What you should do - Each line of the records that includes "CategoryId" should be found and copied.

Stored data entries
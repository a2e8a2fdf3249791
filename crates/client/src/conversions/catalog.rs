//! Category, banner and concern conversions.

use serde::Deserialize;
use shopfront_core::{BannerId, CategoryId, ConcernId};

use super::ImageRefs;
use super::loose::{Count, Flag, Text};
use crate::types::{Banner, Category, Concern};

/// Category as the server sends it.
#[derive(Debug, Deserialize)]
pub struct WireCategory {
    id: CategoryId,
    #[serde(default)]
    name: Text,
    #[serde(default)]
    description: Text,
    #[serde(flatten)]
    image: ImageRefs,
    #[serde(default)]
    sort_order: Count,
    #[serde(default)]
    is_active: Flag,
}

/// Banner as the server sends it.
#[derive(Debug, Deserialize)]
pub struct WireBanner {
    id: BannerId,
    #[serde(default)]
    title: Text,
    #[serde(flatten)]
    image: ImageRefs,
    #[serde(default)]
    link: Text,
    #[serde(default)]
    sort_order: Count,
    #[serde(default)]
    is_active: Flag,
}

/// Concern as the server sends it.
#[derive(Debug, Deserialize)]
pub struct WireConcern {
    id: ConcernId,
    #[serde(default)]
    title: Text,
    #[serde(default)]
    name: Text,
    #[serde(flatten)]
    image: ImageRefs,
    #[serde(default)]
    sort_order: Count,
    #[serde(default)]
    is_active: Flag,
}

// Records without an explicit flag are live; the public endpoints only
// return active ones and older rows predate the column.

pub fn convert_category(category: WireCategory) -> Category {
    Category {
        id: category.id,
        name: category.name.0.unwrap_or_default(),
        description: category.description.0,
        image: category.image.first(),
        sort_order: category.sort_order.0.unwrap_or(0),
        is_active: category.is_active.0.unwrap_or(true),
    }
}

pub fn convert_banner(banner: WireBanner) -> Banner {
    Banner {
        id: banner.id,
        title: banner.title.0,
        image: banner.image.first().unwrap_or_default(),
        link: banner.link.0,
        sort_order: banner.sort_order.0.unwrap_or(0),
        is_active: banner.is_active.0.unwrap_or(true),
    }
}

pub fn convert_concern(concern: WireConcern) -> Concern {
    Concern {
        id: concern.id,
        title: concern.title.or(concern.name).0.unwrap_or_default(),
        image: concern.image.first(),
        sort_order: concern.sort_order.0.unwrap_or(0),
        is_active: concern.is_active.0.unwrap_or(true),
    }
}

#[cfg(test)]
#[allow(clippy::unwrap_used)]
mod tests {
    use serde_json::json;

    use super::*;

    #[test]
    fn test_category() {
        let category = convert_category(
            serde_json::from_value(json!({
                "id": 2, "name": "Hair Care", "image_path": "hair.png",
                "sort_order": "3", "is_active": 0
            }))
            .unwrap(),
        );
        assert_eq!(category.id.as_str(), "2");
        assert_eq!(category.image.as_deref(), Some("hair.png"));
        assert_eq!(category.sort_order, 3);
        assert!(!category.is_active);
    }

    #[test]
    fn test_banner_defaults_active() {
        let banner = convert_banner(
            serde_json::from_value(json!({"id": "b1", "image_path": "sale.jpg", "link": "/shop"}))
                .unwrap(),
        );
        assert_eq!(banner.image, "sale.jpg");
        assert!(banner.is_active);
        assert!(banner.title.is_none());
    }

    #[test]
    fn test_concern_name_fallback() {
        let concern = convert_concern(
            serde_json::from_value(json!({"id": 1, "name": "Acne", "is_active": true})).unwrap(),
        );
        assert_eq!(concern.title, "Acne");
    }
}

Answer area -
use shopfront_core::{BannerId, CategoryId, ConcernId};
    id: CategoryId,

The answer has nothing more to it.